[Stored items]
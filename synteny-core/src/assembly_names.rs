//! Assembly name pair.

use std::{error, fmt};

/// The side of an alignment that becomes the primary feature.
#[derive(Clone, Copy, Debug, Eq, PartialEq)]
pub enum Orientation {
    /// The query coordinates are primary; the target coordinates are the mate.
    Query,
    /// The target coordinates are primary; the query coordinates are the mate.
    Target,
}

/// The ordered pair of assemblies being compared.
///
/// The first assembly is the query assembly; the second is the target assembly.
#[derive(Clone, Debug, Eq, PartialEq)]
pub struct AssemblyNames([String; 2]);

impl AssemblyNames {
    /// Creates an assembly name pair.
    ///
    /// # Examples
    ///
    /// ```
    /// use synteny_core::AssemblyNames;
    /// let assembly_names = AssemblyNames::new("grape", "peach");
    /// assert_eq!(assembly_names.query(), "grape");
    /// assert_eq!(assembly_names.target(), "peach");
    /// ```
    pub fn new<Q, T>(query: Q, target: T) -> Self
    where
        Q: Into<String>,
        T: Into<String>,
    {
        Self([query.into(), target.into()])
    }

    /// Returns the query assembly name.
    pub fn query(&self) -> &str {
        &self.0[0]
    }

    /// Returns the target assembly name.
    pub fn target(&self) -> &str {
        &self.0[1]
    }

    /// Returns which side of an alignment is primary when viewed from the given assembly.
    ///
    /// Only a request from the query assembly orients on the query. Any other assembly name,
    /// including an unknown one or none at all, orients on the target.
    ///
    /// # Examples
    ///
    /// ```
    /// use synteny_core::{AssemblyNames, Orientation};
    ///
    /// let assembly_names = AssemblyNames::new("grape", "peach");
    ///
    /// assert_eq!(assembly_names.orient(Some("grape")), Orientation::Query);
    /// assert_eq!(assembly_names.orient(Some("peach")), Orientation::Target);
    /// assert_eq!(assembly_names.orient(None), Orientation::Target);
    /// ```
    pub fn orient(&self, assembly_name: Option<&str>) -> Orientation {
        if assembly_name == Some(self.query()) {
            Orientation::Query
        } else {
            Orientation::Target
        }
    }

    /// Returns the assembly name of the mate for the given orientation.
    ///
    /// This is always the other side of the pair.
    pub fn mate_assembly_name(&self, orientation: Orientation) -> &str {
        match orientation {
            Orientation::Query => self.target(),
            Orientation::Target => self.query(),
        }
    }
}

/// An error returned when a list of assembly names fails to convert to a pair.
#[derive(Clone, Debug, Eq, PartialEq)]
pub enum TryFromVecError {
    /// The number of assembly names is not 2.
    InvalidLength(usize),
}

impl error::Error for TryFromVecError {}

impl fmt::Display for TryFromVecError {
    fn fmt(&self, f: &mut fmt::Formatter<'_>) -> fmt::Result {
        match self {
            Self::InvalidLength(n) => {
                write!(f, "invalid assembly names length: expected 2, got {n}")
            }
        }
    }
}

impl TryFrom<Vec<String>> for AssemblyNames {
    type Error = TryFromVecError;

    fn try_from(names: Vec<String>) -> Result<Self, Self::Error> {
        let n = names.len();

        <[String; 2]>::try_from(names)
            .map(Self)
            .map_err(|_| TryFromVecError::InvalidLength(n))
    }
}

**BRIEF**
Once you find the string "InvalidLength" in a line of the records, copy that line.

**SOLUTION FOR THIS TASK**
    InvalidLength(usize),
            Self::InvalidLength(n) => {
            .map_err(|_| TryFromVecError::InvalidLength(n))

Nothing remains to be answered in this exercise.